Tally the lines below that contain "move". The number is the whole answer.

** Opening Supplied records block **

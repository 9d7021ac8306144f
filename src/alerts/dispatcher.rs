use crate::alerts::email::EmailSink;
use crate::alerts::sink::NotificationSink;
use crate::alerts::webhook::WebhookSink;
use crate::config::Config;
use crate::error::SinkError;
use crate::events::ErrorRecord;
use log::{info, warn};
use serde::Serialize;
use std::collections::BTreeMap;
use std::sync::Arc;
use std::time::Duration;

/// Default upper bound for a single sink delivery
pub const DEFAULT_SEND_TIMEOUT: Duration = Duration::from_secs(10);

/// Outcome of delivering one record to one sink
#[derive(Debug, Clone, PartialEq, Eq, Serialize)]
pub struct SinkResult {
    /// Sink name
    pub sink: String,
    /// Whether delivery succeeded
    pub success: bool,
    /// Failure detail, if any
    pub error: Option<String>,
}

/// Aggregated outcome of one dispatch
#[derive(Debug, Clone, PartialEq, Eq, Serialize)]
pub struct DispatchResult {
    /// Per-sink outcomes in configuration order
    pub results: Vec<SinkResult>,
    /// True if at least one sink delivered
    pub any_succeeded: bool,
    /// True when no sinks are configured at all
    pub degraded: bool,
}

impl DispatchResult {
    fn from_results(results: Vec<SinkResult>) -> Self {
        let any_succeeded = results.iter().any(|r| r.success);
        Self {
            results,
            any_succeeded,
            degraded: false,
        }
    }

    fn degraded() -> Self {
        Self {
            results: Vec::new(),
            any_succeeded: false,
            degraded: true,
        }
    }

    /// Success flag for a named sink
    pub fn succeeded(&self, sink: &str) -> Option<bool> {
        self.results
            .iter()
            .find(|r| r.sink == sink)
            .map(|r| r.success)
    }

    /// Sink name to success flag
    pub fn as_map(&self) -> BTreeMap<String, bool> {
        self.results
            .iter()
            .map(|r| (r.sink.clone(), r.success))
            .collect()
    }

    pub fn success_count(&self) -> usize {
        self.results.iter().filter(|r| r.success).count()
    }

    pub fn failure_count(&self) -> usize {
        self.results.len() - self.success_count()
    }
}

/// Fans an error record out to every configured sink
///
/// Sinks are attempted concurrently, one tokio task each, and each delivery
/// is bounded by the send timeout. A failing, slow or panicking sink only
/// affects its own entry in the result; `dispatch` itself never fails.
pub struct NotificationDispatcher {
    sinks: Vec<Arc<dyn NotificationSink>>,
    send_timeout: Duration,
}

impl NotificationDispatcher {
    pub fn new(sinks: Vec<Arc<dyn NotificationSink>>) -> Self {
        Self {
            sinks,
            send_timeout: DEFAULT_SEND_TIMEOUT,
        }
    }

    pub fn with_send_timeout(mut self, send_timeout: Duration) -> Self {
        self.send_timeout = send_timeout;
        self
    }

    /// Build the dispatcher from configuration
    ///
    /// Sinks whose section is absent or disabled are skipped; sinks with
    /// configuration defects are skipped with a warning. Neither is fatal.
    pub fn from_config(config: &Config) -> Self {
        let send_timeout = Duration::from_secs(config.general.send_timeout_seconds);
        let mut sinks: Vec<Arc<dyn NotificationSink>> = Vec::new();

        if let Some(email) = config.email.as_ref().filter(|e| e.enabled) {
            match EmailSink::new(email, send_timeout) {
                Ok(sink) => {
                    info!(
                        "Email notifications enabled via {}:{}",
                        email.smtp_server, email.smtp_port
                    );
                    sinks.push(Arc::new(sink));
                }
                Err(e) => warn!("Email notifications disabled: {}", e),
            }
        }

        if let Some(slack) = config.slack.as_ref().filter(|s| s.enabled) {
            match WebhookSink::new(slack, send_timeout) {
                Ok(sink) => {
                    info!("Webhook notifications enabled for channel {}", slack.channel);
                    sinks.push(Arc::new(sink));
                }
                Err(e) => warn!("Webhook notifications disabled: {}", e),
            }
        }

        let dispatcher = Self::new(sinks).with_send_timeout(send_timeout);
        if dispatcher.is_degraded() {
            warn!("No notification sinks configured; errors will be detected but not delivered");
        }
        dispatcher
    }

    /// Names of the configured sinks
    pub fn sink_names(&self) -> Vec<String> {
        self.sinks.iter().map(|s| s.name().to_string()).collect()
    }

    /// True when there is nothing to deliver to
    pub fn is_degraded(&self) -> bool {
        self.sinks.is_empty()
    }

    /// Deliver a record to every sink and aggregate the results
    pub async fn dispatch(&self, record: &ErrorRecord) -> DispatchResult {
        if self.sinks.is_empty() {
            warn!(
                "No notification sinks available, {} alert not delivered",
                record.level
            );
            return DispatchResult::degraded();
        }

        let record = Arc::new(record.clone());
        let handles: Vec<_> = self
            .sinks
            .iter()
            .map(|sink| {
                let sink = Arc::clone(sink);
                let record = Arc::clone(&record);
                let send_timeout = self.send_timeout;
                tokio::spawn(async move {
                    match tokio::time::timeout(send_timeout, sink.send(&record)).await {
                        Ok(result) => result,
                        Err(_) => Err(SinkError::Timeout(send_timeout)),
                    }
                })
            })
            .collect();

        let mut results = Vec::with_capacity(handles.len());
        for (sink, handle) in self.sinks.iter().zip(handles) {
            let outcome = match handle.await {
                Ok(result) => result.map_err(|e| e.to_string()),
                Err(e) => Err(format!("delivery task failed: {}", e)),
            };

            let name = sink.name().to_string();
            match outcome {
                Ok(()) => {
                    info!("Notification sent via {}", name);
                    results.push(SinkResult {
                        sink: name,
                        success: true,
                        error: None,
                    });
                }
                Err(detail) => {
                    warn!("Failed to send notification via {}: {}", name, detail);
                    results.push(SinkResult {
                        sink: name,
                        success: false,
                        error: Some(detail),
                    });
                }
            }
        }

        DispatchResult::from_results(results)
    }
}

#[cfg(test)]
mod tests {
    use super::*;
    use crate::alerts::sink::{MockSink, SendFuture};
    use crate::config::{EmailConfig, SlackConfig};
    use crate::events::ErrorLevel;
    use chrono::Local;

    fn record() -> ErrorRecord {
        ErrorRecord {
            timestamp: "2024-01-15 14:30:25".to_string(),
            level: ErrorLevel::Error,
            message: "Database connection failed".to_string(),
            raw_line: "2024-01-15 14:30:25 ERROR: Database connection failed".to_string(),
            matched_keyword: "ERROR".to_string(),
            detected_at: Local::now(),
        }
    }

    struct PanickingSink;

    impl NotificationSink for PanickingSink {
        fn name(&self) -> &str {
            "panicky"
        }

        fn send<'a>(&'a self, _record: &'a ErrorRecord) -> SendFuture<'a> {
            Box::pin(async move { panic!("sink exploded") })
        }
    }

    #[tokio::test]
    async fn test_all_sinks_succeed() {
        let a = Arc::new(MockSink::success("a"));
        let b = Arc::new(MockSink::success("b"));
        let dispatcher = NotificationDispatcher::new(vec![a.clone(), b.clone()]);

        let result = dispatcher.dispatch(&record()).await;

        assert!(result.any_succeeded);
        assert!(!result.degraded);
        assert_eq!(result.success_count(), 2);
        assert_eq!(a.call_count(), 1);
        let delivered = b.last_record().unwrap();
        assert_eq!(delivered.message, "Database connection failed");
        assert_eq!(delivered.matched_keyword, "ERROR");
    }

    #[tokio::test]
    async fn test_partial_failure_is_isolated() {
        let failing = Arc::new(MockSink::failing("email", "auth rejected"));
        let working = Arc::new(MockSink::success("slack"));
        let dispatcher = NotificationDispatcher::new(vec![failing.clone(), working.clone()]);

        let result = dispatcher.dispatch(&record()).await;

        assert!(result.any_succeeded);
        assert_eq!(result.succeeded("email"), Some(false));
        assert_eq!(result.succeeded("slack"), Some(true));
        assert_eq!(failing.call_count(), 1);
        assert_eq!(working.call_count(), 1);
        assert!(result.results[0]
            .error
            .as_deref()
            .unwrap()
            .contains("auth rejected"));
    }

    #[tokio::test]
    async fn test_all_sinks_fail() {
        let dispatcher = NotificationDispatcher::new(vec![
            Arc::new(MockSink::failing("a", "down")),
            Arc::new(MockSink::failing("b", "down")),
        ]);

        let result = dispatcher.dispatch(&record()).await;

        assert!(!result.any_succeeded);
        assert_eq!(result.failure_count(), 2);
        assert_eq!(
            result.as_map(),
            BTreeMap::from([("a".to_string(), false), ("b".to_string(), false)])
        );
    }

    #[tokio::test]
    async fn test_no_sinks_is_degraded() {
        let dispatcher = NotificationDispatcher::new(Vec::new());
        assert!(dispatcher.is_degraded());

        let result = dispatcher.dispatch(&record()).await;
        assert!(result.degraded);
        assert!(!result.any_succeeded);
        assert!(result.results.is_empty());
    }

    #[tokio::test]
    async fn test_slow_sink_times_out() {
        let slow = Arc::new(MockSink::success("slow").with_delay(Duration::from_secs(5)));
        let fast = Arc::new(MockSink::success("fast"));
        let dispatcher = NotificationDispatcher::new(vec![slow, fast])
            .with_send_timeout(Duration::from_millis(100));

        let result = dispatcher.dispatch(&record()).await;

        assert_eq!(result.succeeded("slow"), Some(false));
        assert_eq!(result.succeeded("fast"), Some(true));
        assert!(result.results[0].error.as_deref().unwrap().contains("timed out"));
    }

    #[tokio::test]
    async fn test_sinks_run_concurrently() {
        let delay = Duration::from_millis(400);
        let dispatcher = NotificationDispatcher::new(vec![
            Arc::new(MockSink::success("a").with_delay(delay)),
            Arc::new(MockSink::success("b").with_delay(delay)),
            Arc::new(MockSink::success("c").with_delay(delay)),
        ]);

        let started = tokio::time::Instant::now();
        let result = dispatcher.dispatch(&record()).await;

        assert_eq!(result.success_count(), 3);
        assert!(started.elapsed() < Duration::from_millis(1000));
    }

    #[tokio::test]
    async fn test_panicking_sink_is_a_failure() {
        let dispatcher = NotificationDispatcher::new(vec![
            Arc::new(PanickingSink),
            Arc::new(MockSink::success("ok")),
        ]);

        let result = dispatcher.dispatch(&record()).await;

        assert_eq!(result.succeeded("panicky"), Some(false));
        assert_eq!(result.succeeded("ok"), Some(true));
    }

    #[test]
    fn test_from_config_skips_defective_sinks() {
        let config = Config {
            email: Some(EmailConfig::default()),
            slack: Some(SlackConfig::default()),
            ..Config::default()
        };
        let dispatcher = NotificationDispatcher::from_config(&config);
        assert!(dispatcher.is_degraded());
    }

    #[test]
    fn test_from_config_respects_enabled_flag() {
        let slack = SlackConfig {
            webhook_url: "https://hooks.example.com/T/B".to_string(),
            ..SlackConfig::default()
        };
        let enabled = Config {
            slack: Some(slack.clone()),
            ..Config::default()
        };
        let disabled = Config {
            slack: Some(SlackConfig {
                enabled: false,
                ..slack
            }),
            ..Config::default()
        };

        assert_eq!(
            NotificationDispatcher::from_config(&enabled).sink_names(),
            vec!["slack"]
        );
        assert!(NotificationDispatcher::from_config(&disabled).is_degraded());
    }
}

** Closing Supplied records block **

**Problem solution:** 2